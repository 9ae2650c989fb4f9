//! Agent descriptors

use serde::{Deserialize, Serialize};

/// A named role that performs tasks through generation calls.
///
/// Immutable once created by the orchestrator.
#[derive(Debug, Clone, PartialEq, Serialize, Deserialize)]
pub struct AgentSpec {
    pub name: String,
    pub role: String,
    pub goal: String,
    #[serde(default)]
    pub backstory: Option<String>,
    /// Names of registered tools this agent may invoke
    #[serde(default)]
    pub tools: Vec<String>,
    #[serde(default)]
    pub allow_delegation: bool,
}

impl AgentSpec {
    pub fn new(name: impl Into<String>, role: impl Into<String>, goal: impl Into<String>) -> Self {
        Self {
            name: name.into(),
            role: role.into(),
            goal: goal.into(),
            backstory: None,
            tools: Vec::new(),
            allow_delegation: false,
        }
    }

    pub fn backstory(mut self, backstory: impl Into<String>) -> Self {
        self.backstory = Some(backstory.into());
        self
    }

    pub fn tools<I, S>(mut self, tools: I) -> Self
    where
        I: IntoIterator<Item = S>,
        S: Into<String>,
    {
        self.tools = tools.into_iter().map(Into::into).collect();
        self
    }

    pub fn allow_delegation(mut self, allow: bool) -> Self {
        self.allow_delegation = allow;
        self
    }

    /// Backstory used in prompts, with a generated fallback
    pub fn backstory_text(&self) -> String {
        match &self.backstory {
            Some(b) if !b.trim().is_empty() => b.clone(),
            _ => format!(
                "You are an AI agent named {} with the role of {}.",
                self.name, self.role
            ),
        }
    }

    pub fn can_use(&self, tool: &str) -> bool {
        self.tools.iter().any(|t| t == tool)
    }
}

#[cfg(test)]
mod tests {
    use super::*;

    #[test]
    fn test_backstory_fallback() {
        let agent = AgentSpec::new("researcher", "Research Specialist", "Find facts");
        assert_eq!(
            agent.backstory_text(),
            "You are an AI agent named researcher with the role of Research Specialist."
        );

        let agent = agent.backstory("Meticulous.");
        assert_eq!(agent.backstory_text(), "Meticulous.");
    }

    #[test]
    fn test_deserialize_defaults() {
        let agent: AgentSpec = toml::from_str(
            r#"
name = "writer"
role = "Content Writer"
goal = "Write"
"#,
        )
        .unwrap();

        assert!(agent.tools.is_empty());
        assert!(!agent.allow_delegation);
        assert!(!agent.can_use("search_web"));
    }
}
//! LLM API HTTP Client
//!
//! Supports both Claude API and OpenAI-compatible APIs (llama.cpp, vLLM, ...)

use async_trait::async_trait;
use reqwest::Client;
use tracing::{debug, info, warn};

use crate::config::{GenerationConfig, LlmConfig, LlmProvider};
use crate::error::{Error, Result};

use super::generator::{Decision, Generator};
use super::types::*;

/// LLM API client (supports Claude and OpenAI-compatible APIs)
#[derive(Clone)]
pub struct LlmClient {
    client: Client,
    api_key: String,
    model: String,
    base_url: String,
    provider: LlmProvider,
}

impl LlmClient {
    /// Create a new LLM client
    pub fn new(config: &LlmConfig) -> Result<Self> {
        let client = Client::builder()
            .timeout(std::time::Duration::from_secs(120))
            .build()
            .map_err(Error::Http)?;

        let base_url = match &config.base_url {
            Some(url) => url.trim_end_matches('/').to_string(),
            None => match config.provider {
                LlmProvider::Claude => "https://api.anthropic.com/v1".to_string(),
                LlmProvider::OpenAi => "https://api.openai.com/v1".to_string(),
            },
        };

        Ok(Self {
            client,
            api_key: config.api_key.clone(),
            model: config.model.clone(),
            base_url,
            provider: config.provider.clone(),
        })
    }

    /// Send a message to the LLM API
    pub async fn messages(&self, request: MessagesRequest) -> Result<MessagesResponse> {
        match self.provider {
            LlmProvider::Claude => self.send_claude_request(request).await,
            LlmProvider::OpenAi => self.send_openai_request(request).await,
        }
    }

    async fn send_claude_request(&self, request: MessagesRequest) -> Result<MessagesResponse> {
        let url = format!("{}/messages", self.base_url);

        debug!("Sending request to Claude API: {}", url);

        let response = self
            .client
            .post(&url)
            .header("x-api-key", &self.api_key)
            .header("anthropic-version", "2023-06-01")
            .header("content-type", "application/json")
            .json(&request)
            .send()
            .await?;

        let status = response.status();
        let body = response.text().await?;

        if !status.is_success() {
            warn!("Claude API error: {} - {}", status, body);
            return Err(Error::LlmApi(format!("{}: {}", status, body)));
        }

        let parsed: MessagesResponse = serde_json::from_str(&body).map_err(|e| {
            Error::LlmApi(format!("Failed to parse response: {} - {}", e, body))
        })?;

        info!(
            "Claude API response: stop_reason={}, tokens={}",
            parsed.stop_reason,
            parsed.usage.as_ref().map(|u| u.output_tokens).unwrap_or(0)
        );

        Ok(parsed)
    }

    async fn send_openai_request(&self, request: MessagesRequest) -> Result<MessagesResponse> {
        let url = format!("{}/chat/completions", self.base_url);

        debug!("Sending request to OpenAI-compatible API: {}", url);

        let openai_request = ChatCompletionRequest::from_claude_request(&request);

        let mut builder = self
            .client
            .post(&url)
            .header("content-type", "application/json");
        // Local servers usually run without a key
        if !self.api_key.is_empty() {
            builder = builder.bearer_auth(&self.api_key);
        }

        let response = builder.json(&openai_request).send().await?;

        let status = response.status();
        let body = response.text().await?;

        if !status.is_success() {
            warn!("OpenAI API error: {} - {}", status, body);
            return Err(Error::LlmApi(format!("{}: {}", status, body)));
        }

        let openai_response: ChatCompletionResponse = serde_json::from_str(&body).map_err(|e| {
            Error::LlmApi(format!("Failed to parse response: {} - {}", e, body))
        })?;

        let parsed = openai_response.to_claude_response();

        info!(
            "OpenAI API response: stop_reason={}, tokens={}",
            parsed.stop_reason,
            parsed.usage.as_ref().map(|u| u.output_tokens).unwrap_or(0)
        );

        Ok(parsed)
    }

    pub fn model(&self) -> &str {
        &self.model
    }

    pub fn provider(&self) -> &LlmProvider {
        &self.provider
    }
}

#[async_trait]
impl Generator for LlmClient {
    async fn generate(&self, prompt: &str, config: &GenerationConfig) -> Result<String> {
        let request = MessagesRequest::single_turn(&self.model, prompt, config);
        let response = self.messages(request).await.map_err(Error::into_generation)?;

        match parse_decision(&response)? {
            Decision::Respond { text } => Ok(text),
            Decision::UseTool { name, .. } => Err(Error::Generation(format!(
                "Model requested tool '{}' during plain generation",
                name
            ))),
        }
    }

    async fn decide(
        &self,
        prompt: &str,
        tools: &[ToolDefinition],
        config: &GenerationConfig,
    ) -> Result<Decision> {
        let request = MessagesRequest::single_turn(&self.model, prompt, config).with_tools(tools);
        let response = self.messages(request).await.map_err(Error::into_generation)?;
        parse_decision(&response)
    }
}

/// Turn a model response into a structured decision.
///
/// The first tool_use block wins over any accompanying text.
pub fn parse_decision(response: &MessagesResponse) -> Result<Decision> {
    match response.stop_reason.as_str() {
        "end_turn" | "stop_sequence" | "max_tokens" | "tool_use" => {}
        other => {
            warn!("Unknown stop_reason: {}", other);
            return Err(Error::Generation(format!("Unknown stop_reason: {}", other)));
        }
    }

    let tool_use = response.content.iter().find_map(|c| match c {
        MessageContent::ToolUse { name, input, .. } => Some((name, input)),
        _ => None,
    });

    if let Some((name, input)) = tool_use {
        let args = match input {
            serde_json::Value::Object(map) => map.clone(),
            serde_json::Value::Null => serde_json::Map::new(),
            other => {
                return Err(Error::Generation(format!(
                    "Arguments for tool '{}' are not an object: {}",
                    name, other
                )));
            }
        };
        return Ok(Decision::UseTool {
            name: name.clone(),
            args,
        });
    }

    let text = text_of(&response.content);
    if text.trim().is_empty() {
        return Err(Error::Generation("Empty response from model".to_string()));
    }

    Ok(Decision::Respond { text })
}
-*-*-
> TASK DESCRIPTION: Whenever the word "Some" occurs in a line of the listing above, return that line.

> OUTPUT FOR THIS EXERCISE:
        self.backstory = Some(backstory.into());
            Some(b) if !b.trim().is_empty() => b.clone(),
            Some(url) => url.trim_end_matches('/').to_string(),
        MessageContent::ToolUse { name, input, .. } => Some((name, input)),
    if let Some((name, input)) = tool_use {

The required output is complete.